Given records:
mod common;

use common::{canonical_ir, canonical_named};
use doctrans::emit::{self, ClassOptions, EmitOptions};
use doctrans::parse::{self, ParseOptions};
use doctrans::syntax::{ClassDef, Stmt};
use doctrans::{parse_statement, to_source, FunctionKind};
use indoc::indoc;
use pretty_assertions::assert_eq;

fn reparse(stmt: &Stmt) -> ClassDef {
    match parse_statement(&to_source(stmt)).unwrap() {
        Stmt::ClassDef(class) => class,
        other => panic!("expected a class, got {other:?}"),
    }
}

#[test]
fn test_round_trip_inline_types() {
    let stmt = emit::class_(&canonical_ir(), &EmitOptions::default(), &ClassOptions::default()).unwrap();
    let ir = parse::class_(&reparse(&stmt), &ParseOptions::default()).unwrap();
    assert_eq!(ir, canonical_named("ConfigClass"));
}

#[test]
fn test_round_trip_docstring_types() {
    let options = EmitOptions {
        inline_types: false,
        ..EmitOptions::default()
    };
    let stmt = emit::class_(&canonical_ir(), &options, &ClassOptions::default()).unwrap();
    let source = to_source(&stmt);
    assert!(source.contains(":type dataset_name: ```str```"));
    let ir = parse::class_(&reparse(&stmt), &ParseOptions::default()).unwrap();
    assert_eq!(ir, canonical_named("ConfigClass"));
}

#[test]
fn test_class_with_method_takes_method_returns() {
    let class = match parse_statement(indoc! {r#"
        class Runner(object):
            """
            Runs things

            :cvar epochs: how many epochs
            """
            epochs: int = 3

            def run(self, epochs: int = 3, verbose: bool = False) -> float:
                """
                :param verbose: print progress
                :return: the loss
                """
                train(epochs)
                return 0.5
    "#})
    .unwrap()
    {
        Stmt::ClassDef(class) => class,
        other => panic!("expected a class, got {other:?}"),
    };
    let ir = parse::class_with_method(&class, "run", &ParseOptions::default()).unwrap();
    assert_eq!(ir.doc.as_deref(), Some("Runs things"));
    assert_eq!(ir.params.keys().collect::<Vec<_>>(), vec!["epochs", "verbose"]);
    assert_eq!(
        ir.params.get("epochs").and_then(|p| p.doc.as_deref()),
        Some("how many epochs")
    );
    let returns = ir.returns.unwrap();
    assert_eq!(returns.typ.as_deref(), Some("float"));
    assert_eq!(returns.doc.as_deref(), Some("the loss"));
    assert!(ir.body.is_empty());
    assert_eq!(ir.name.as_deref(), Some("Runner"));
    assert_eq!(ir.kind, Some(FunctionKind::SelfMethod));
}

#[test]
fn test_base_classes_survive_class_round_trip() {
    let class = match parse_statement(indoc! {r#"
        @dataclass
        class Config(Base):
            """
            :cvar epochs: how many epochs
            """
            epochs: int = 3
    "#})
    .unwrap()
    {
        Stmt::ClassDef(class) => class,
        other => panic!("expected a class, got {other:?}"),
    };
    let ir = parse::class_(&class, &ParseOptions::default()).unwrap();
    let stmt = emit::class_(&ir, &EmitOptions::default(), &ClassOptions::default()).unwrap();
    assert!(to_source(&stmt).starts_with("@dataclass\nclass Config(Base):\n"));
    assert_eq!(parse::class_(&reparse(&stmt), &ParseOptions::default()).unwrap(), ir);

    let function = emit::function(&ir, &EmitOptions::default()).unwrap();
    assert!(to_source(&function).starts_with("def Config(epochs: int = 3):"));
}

Problem statement: Report, for the data above, every line in which the string "epochs" appears.

Response:
            :cvar epochs: how many epochs
            epochs: int = 3
            def run(self, epochs: int = 3, verbose: bool = False) -> float:
                train(epochs)
    assert_eq!(ir.params.keys().collect::<Vec<_>>(), vec!["epochs", "verbose"]);
        ir.params.get("epochs").and_then(|p| p.doc.as_deref()),
        Some("how many epochs")
            :cvar epochs: how many epochs
            epochs: int = 3
    assert!(to_source(&function).starts_with("def Config(epochs: int = 3):"));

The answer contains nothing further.